■ **What the task asks**
Write the records out again in full, word for word.

===== Data excerpts =====

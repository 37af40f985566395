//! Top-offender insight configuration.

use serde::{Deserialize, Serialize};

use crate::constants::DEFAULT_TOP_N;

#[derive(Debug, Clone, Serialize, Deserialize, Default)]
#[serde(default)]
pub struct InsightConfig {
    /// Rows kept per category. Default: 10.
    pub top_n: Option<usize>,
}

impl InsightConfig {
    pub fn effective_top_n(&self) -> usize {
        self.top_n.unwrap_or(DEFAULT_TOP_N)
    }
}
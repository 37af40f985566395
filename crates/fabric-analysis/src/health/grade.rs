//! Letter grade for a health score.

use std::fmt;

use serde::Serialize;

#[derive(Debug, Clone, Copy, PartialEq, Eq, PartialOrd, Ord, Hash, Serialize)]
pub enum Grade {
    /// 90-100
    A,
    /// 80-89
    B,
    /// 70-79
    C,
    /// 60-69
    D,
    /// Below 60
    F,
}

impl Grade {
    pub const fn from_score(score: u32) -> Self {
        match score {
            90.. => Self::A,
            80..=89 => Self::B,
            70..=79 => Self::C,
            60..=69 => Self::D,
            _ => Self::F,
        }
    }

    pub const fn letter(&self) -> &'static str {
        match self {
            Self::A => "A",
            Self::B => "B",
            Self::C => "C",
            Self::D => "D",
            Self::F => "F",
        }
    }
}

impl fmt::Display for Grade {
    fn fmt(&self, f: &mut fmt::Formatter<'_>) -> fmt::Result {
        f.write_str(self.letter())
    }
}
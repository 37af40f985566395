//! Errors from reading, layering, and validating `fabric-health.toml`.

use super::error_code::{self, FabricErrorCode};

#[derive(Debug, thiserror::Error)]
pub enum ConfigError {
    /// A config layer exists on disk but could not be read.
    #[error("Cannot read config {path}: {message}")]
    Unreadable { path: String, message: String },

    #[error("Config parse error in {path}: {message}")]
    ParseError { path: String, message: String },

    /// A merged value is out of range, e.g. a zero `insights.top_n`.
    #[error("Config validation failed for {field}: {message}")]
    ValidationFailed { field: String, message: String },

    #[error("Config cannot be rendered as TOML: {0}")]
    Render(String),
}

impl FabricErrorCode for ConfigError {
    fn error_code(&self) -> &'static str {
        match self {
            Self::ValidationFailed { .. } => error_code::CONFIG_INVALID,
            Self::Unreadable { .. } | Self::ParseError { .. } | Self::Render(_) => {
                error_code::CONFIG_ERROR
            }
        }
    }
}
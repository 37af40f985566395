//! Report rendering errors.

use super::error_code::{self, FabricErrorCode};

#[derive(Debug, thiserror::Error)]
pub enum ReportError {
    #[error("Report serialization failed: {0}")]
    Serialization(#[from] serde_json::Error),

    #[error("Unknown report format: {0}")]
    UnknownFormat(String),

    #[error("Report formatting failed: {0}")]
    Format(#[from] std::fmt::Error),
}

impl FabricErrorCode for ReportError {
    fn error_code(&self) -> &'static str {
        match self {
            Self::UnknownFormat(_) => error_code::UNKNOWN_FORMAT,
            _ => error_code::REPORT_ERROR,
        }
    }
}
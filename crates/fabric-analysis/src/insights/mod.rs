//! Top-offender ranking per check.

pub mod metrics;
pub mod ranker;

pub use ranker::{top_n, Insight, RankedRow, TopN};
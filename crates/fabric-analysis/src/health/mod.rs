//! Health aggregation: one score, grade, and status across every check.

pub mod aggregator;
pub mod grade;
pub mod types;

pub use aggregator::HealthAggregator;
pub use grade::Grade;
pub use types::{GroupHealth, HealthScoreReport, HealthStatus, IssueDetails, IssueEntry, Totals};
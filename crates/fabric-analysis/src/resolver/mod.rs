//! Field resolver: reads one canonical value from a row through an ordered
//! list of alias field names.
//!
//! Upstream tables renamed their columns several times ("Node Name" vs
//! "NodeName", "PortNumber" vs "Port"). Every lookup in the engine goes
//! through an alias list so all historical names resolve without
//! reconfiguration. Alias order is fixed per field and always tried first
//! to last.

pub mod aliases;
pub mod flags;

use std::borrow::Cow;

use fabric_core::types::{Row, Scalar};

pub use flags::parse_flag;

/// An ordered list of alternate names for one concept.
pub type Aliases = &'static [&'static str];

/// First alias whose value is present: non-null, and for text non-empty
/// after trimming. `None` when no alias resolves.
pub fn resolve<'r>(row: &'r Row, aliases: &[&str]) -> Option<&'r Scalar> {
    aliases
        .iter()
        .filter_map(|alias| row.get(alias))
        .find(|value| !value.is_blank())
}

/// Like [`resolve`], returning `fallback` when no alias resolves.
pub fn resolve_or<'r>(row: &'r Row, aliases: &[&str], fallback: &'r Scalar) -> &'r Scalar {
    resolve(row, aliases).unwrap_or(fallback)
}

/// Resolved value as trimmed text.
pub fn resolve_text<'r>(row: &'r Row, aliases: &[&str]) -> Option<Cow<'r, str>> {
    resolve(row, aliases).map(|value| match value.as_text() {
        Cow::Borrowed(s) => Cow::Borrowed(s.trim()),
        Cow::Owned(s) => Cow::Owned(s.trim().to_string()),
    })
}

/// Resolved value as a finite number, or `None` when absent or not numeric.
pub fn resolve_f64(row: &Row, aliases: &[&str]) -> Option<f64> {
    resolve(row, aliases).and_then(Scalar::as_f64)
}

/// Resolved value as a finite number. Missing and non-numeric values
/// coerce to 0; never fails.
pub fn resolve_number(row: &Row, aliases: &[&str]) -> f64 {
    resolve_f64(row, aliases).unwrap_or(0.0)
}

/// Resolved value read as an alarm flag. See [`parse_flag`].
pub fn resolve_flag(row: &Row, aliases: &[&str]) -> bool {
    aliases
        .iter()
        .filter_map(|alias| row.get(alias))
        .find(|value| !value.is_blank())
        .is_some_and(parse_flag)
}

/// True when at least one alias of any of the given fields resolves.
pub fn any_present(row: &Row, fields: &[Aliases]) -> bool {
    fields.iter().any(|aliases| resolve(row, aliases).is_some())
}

=====

■ **Response box**
repository 37af40f985566395
//! Top-offender insight configuration.

use serde::{Deserialize, Serialize};

use crate::constants::DEFAULT_TOP_N;

#[derive(Debug, Clone, Serialize, Deserialize, Default)]
#[serde(default)]
pub struct InsightConfig {
    /// Rows kept per category. Default: 10.
    pub top_n: Option<usize>,
}

impl InsightConfig {
    pub fn effective_top_n(&self) -> usize {
        self.top_n.unwrap_or(DEFAULT_TOP_N)
    }
}
repository 37af40f985566395
filename crates/fabric-analysis/src/health/grade.rs
//! Letter grade for a health score.

use std::fmt;

use serde::Serialize;

#[derive(Debug, Clone, Copy, PartialEq, Eq, PartialOrd, Ord, Hash, Serialize)]
pub enum Grade {
    /// 90-100
    A,
    /// 80-89
    B,
    /// 70-79
    C,
    /// 60-69
    D,
    /// Below 60
    F,
}

impl Grade {
    pub const fn from_score(score: u32) -> Self {
        match score {
            90.. => Self::A,
            80..=89 => Self::B,
            70..=79 => Self::C,
            60..=69 => Self::D,
            _ => Self::F,
        }
    }

    pub const fn letter(&self) -> &'static str {
        match self {
            Self::A => "A",
            Self::B => "B",
            Self::C => "C",
            Self::D => "D",
            Self::F => "F",
        }
    }
}

impl fmt::Display for Grade {
    fn fmt(&self, f: &mut fmt::Formatter<'_>) -> fmt::Result {
        f.write_str(self.letter())
    }
}
repository 37af40f985566395
//! Errors from reading, layering, and validating `fabric-health.toml`.

use super::error_code::{self, FabricErrorCode};

#[derive(Debug, thiserror::Error)]
pub enum ConfigError {
    /// A config layer exists on disk but could not be read.
    #[error("Cannot read config {path}: {message}")]
    Unreadable { path: String, message: String },

    #[error("Config parse error in {path}: {message}")]
    ParseError { path: String, message: String },

    /// A merged value is out of range, e.g. a zero `insights.top_n`.
    #[error("Config validation failed for {field}: {message}")]
    ValidationFailed { field: String, message: String },

    #[error("Config cannot be rendered as TOML: {0}")]
    Render(String),
}

impl FabricErrorCode for ConfigError {
    fn error_code(&self) -> &'static str {
        match self {
            Self::ValidationFailed { .. } => error_code::CONFIG_INVALID,
            Self::Unreadable { .. } | Self::ParseError { .. } | Self::Render(_) => {
                error_code::CONFIG_ERROR
            }
        }
    }
}
repository 37af40f985566395
//! Report rendering errors.

use super::error_code::{self, FabricErrorCode};

#[derive(Debug, thiserror::Error)]
pub enum ReportError {
    #[error("Report serialization failed: {0}")]
    Serialization(#[from] serde_json::Error),

    #[error("Unknown report format: {0}")]
    UnknownFormat(String),

    #[error("Report formatting failed: {0}")]
    Format(#[from] std::fmt::Error),
}

impl FabricErrorCode for ReportError {
    fn error_code(&self) -> &'static str {
        match self {
            Self::UnknownFormat(_) => error_code::UNKNOWN_FORMAT,
            _ => error_code::REPORT_ERROR,
        }
    }
}
filename crates/fabric-analysis/src/insights/mod.rs
//! Top-offender ranking per check.

pub mod metrics;
pub mod ranker;

pub use ranker::{top_n, Insight, RankedRow, TopN};
filename crates/fabric-analysis/src/health/mod.rs
//! Health aggregation: one score, grade, and status across every check.

pub mod aggregator;
pub mod grade;
pub mod types;

pub use aggregator::HealthAggregator;
pub use grade::Grade;
pub use types::{GroupHealth, HealthScoreReport, HealthStatus, IssueDetails, IssueEntry, Totals};
filename crates/fabric-analysis/src/resolver/mod.rs
//! Field resolver: reads one canonical value from a row through an ordered
//! list of alias field names.
//!
//! Upstream tables renamed their columns several times ("Node Name" vs
//! "NodeName", "PortNumber" vs "Port"). Every lookup in the engine goes
//! through an alias list so all historical names resolve without
//! reconfiguration. Alias order is fixed per field and always tried first
//! to last.

pub mod aliases;
pub mod flags;

use std::borrow::Cow;

use fabric_core::types::{Row, Scalar};

pub use flags::parse_flag;

/// An ordered list of alternate names for one concept.
pub type Aliases = &'static [&'static str];

/// First alias whose value is present: non-null, and for text non-empty
/// after trimming. `None` when no alias resolves.
pub fn resolve<'r>(row: &'r Row, aliases: &[&str]) -> Option<&'r Scalar> {
    aliases
        .iter()
        .filter_map(|alias| row.get(alias))
        .find(|value| !value.is_blank())
}

/// Like [`resolve`], returning `fallback` when no alias resolves.
pub fn resolve_or<'r>(row: &'r Row, aliases: &[&str], fallback: &'r Scalar) -> &'r Scalar {
    resolve(row, aliases).unwrap_or(fallback)
}

/// Resolved value as trimmed text.
pub fn resolve_text<'r>(row: &'r Row, aliases: &[&str]) -> Option<Cow<'r, str>> {
    resolve(row, aliases).map(|value| match value.as_text() {
        Cow::Borrowed(s) => Cow::Borrowed(s.trim()),
        Cow::Owned(s) => Cow::Owned(s.trim().to_string()),
    })
}

/// Resolved value as a finite number, or `None` when absent or not numeric.
pub fn resolve_f64(row: &Row, aliases: &[&str]) -> Option<f64> {
    resolve(row, aliases).and_then(Scalar::as_f64)
}

/// Resolved value as a finite number. Missing and non-numeric values
/// coerce to 0; never fails.
pub fn resolve_number(row: &Row, aliases: &[&str]) -> f64 {
    resolve_f64(row, aliases).unwrap_or(0.0)
}

/// Resolved value read as an alarm flag. See [`parse_flag`].
pub fn resolve_flag(row: &Row, aliases: &[&str]) -> bool {
    aliases
        .iter()
        .filter_map(|alias| row.get(alias))
        .find(|value| !value.is_blank())
        .is_some_and(parse_flag)
}

/// True when at least one alias of any of the given fields resolves.
pub fn any_present(row: &Row, fields: &[Aliases]) -> bool {
    fields.iter().any(|aliases| resolve(row, aliases).is_some())
}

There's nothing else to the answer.